[Source records]
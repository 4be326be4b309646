//! 宿主平台访问抽象

use crate::entities::{CallerCredential, Capability, Dataset, Resource};
use async_trait::async_trait;
use shift_core::ShiftResult;

/// 宿主平台目录服务抽象
///
/// 资源与数据集归平台所有，这里只做只读查询；create_default_views
/// 通过平台接口触发默认数据视图的创建，本服务不直接修改资源
#[async_trait]
pub trait PlatformDirectory: Send + Sync {
    /// 资源不存在时返回 ShiftError::ResourceNotFound
    async fn resource_show(&self, resource_id: &str) -> ShiftResult<Resource>;
    async fn dataset_show(&self, dataset_id: &str) -> ShiftResult<Dataset>;
    async fn create_default_views(&self, resource: &Resource, dataset: &Dataset)
        -> ShiftResult<()>;
}

/// 动作层授权抽象
///
/// 校验失败时返回 ShiftError::AuthorizationDenied
#[async_trait]
pub trait Authorizer: Send + Sync {
    async fn authorize(
        &self,
        credential: &CallerCredential,
        capability: Capability,
        resource_id: &str,
    ) -> ShiftResult<()>;
}

/// 基于调用方能力集的默认授权实现
pub struct CapabilityAuthorizer;

#[async_trait]
impl Authorizer for CapabilityAuthorizer {
    async fn authorize(
        &self,
        credential: &CallerCredential,
        capability: Capability,
        resource_id: &str,
    ) -> ShiftResult<()> {
        if credential.has_capability(capability) {
            Ok(())
        } else {
            Err(shift_core::ShiftError::authorization_denied(
                capability.as_str().to_string(),
                resource_id.to_string(),
            ))
        }
    }
}

#[cfg(test)]
mod tests {
    use super::*;
    use std::collections::HashSet;

    #[tokio::test]
    async fn test_capability_authorizer_allows_holder() {
        let credential = CallerCredential::new(
            "alice",
            HashSet::from([Capability::SubmitIngest]),
        );
        let authorizer = CapabilityAuthorizer;
        assert!(authorizer
            .authorize(&credential, Capability::SubmitIngest, "res-1")
            .await
            .is_ok());
    }

    #[tokio::test]
    async fn test_capability_authorizer_denies_missing_capability() {
        let credential = CallerCredential::new("mallory", HashSet::new());
        let authorizer = CapabilityAuthorizer;
        let result = authorizer
            .authorize(&credential, Capability::SubmitIngest, "res-1")
            .await;
        assert!(matches!(
            result,
            Err(shift_core::ShiftError::AuthorizationDenied { .. })
        ));
    }
}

Problem details =
Transcribe the records above in full, exactly as they stand.

Exercise answer =
repository 4be326be4b309646
//! 宿主平台访问抽象

use crate::entities::{CallerCredential, Capability, Dataset, Resource};
use async_trait::async_trait;
use shift_core::ShiftResult;

/// 宿主平台目录服务抽象
///
/// 资源与数据集归平台所有，这里只做只读查询；create_default_views
/// 通过平台接口触发默认数据视图的创建，本服务不直接修改资源
#[async_trait]
pub trait PlatformDirectory: Send + Sync {
    /// 资源不存在时返回 ShiftError::ResourceNotFound
    async fn resource_show(&self, resource_id: &str) -> ShiftResult<Resource>;
    async fn dataset_show(&self, dataset_id: &str) -> ShiftResult<Dataset>;
    async fn create_default_views(&self, resource: &Resource, dataset: &Dataset)
        -> ShiftResult<()>;
}

/// 动作层授权抽象
///
/// 校验失败时返回 ShiftError::AuthorizationDenied
#[async_trait]
pub trait Authorizer: Send + Sync {
    async fn authorize(
        &self,
        credential: &CallerCredential,
        capability: Capability,
        resource_id: &str,
    ) -> ShiftResult<()>;
}

/// 基于调用方能力集的默认授权实现
pub struct CapabilityAuthorizer;

#[async_trait]
impl Authorizer for CapabilityAuthorizer {
    async fn authorize(
        &self,
        credential: &CallerCredential,
        capability: Capability,
        resource_id: &str,
    ) -> ShiftResult<()> {
        if credential.has_capability(capability) {
            Ok(())
        } else {
            Err(shift_core::ShiftError::authorization_denied(
                capability.as_str().to_string(),
                resource_id.to_string(),
            ))
        }
    }
}

#[cfg(test)]
mod tests {
    use super::*;
    use std::collections::HashSet;

    #[tokio::test]
    async fn test_capability_authorizer_allows_holder() {
        let credential = CallerCredential::new(
            "alice",
            HashSet::from([Capability::SubmitIngest]),
        );
        let authorizer = CapabilityAuthorizer;
        assert!(authorizer
            .authorize(&credential, Capability::SubmitIngest, "res-1")
            .await
            .is_ok());
    }

    #[tokio::test]
    async fn test_capability_authorizer_denies_missing_capability() {
        let credential = CallerCredential::new("mallory", HashSet::new());
        let authorizer = CapabilityAuthorizer;
        let result = authorizer
            .authorize(&credential, Capability::SubmitIngest, "res-1")
            .await;
        assert!(matches!(
            result,
            Err(shift_core::ShiftError::AuthorizationDenied { .. })
        ));
    }
}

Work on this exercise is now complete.